The slider typically includes a bearing surface, which faces the data surface of a disc. As the disc rotates, the disc drags air under the slider and along the bearing surface in a direction approximately parallel to the tangential velocity of the disc. As the air passes beneath the bearing surface, air compresses along the airflow path and causes the air pressure between the disc and the bearing surface to increase. This increase in air pressure creates a hydrodynamic or aerodynamic lifting force that counteracts the load force and causes the slider to lift and fly above or in close proximity to the data surface of the disc.

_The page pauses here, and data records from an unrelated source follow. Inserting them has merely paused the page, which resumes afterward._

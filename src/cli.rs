use std::path::PathBuf;

use clap::{ArgGroup, Parser};

use crate::plot::PlotKind;

#[derive(Parser, Debug, Clone)]
#[command(name = "csvql", about = "Query CSV/TSV files with SQL and optional plotting.", version)]
#[command(group(ArgGroup::new("hole_switch").args(["hole", "no_hole"]).multiple(false)))]
#[command(group(ArgGroup::new("rings_switch").args(["rings", "no_rings"]).multiple(false)))]
pub struct Cli {
    /// Path to the CSV/TSV file.
    #[arg(value_name = "FILE", required_unless_present = "init")]
    pub file: Option<PathBuf>,

    /// Override SQL query; defaults to SELECT * FROM df.
    #[arg(value_name = "SQL")]
    pub sql_query: Option<String>,

    /// Bootstrap or update the private environment and exit.
    #[arg(long)]
    pub init: bool,

    /// Plot kind for the query result.
    #[arg(long, value_enum)]
    pub plot: Option<PlotKind>,

    /// X-axis column for plotting.
    #[arg(long)]
    pub x: Option<String>,

    /// Y-axis column for plotting.
    #[arg(long)]
    pub y: Option<String>,

    /// Field separator for the input file.
    #[arg(long)]
    pub sep: Option<String>,

    /// Row limit for plotting (printing always shows the full result).
    #[arg(long)]
    pub limit: Option<usize>,

    /// Path to save the plot image instead of showing it.
    #[arg(long)]
    pub save: Option<PathBuf>,

    /// Plot title override.
    #[arg(long)]
    pub title: Option<String>,

    /// SQL predicate to filter successful rows.
    #[arg(long = "success-filter")]
    pub success_filter: Option<String>,

    /// Overlay the hole outline on plots.
    #[arg(long)]
    pub hole: bool,
    /// Disable the hole overlay even if enabled via environment.
    #[arg(long = "no-hole")]
    pub no_hole: bool,

    /// Overlay bullseye rings on plots.
    #[arg(long)]
    pub rings: bool,
    /// Disable the ring overlay even if enabled via environment.
    #[arg(long = "no-rings")]
    pub no_rings: bool,

    /// X position of the hole center.
    #[arg(long = "hole-x")]
    pub hole_x: Option<f64>,

    /// Y position of the hole center.
    #[arg(long = "hole-y")]
    pub hole_y: Option<f64>,

    /// Hole radius.
    #[arg(long = "hole-r")]
    pub hole_r: Option<f64>,

    /// Comma-separated ring radii.
    #[arg(long = "ring-radii")]
    pub ring_radii: Option<String>,

    /// Override the private environment root (hidden).
    #[arg(long = "env-root", hide = true)]
    pub env_root: Option<PathBuf>,
}

impl Cli {
    pub fn parse() -> Self {
        <Self as Parser>::parse()
    }
}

To increase recording area density, it has become desirable, under certain circumstances, to manufacture the disc as smooth as possible in the data zone to accommodate a lowered fly height. During disc drive operation, serious damage to the disc and a loss of data would result during lowered fly height if a particle were to become present between the disc and the recording head. Currently, disc drives contain filtration systems to protect the disc from these particles. A filtration system generally contains sub-systems such as a breather filter, a re-circulation filter, a carbon adsorber and diffusion path.
The breather filter is responsible for removing contaminants from incoming air entering from the external environment into the disc drive. To ensure that air flows through the breather filter, the location for the breather filter is typically in a low pressure region. Generally, breather filters are placed under or above the disc where a negative air pressure region exists with respect to an ambient air pressure outside of the disc drive. However, airflow through the breather filter is not always completely clean. The airflow may contain unfiltered particles or chemical vapor. As a result, the placement of the breather filter under or above the disc exposes the disc to a great risk of becoming contaminated by harmful materials. Furthermore, particles that are trapped by the breather filter can be deposited onto the disc under a shock or vibration event.
Embodiments of the present invention provide solutions to these and other problems and offer other advantages over the prior art.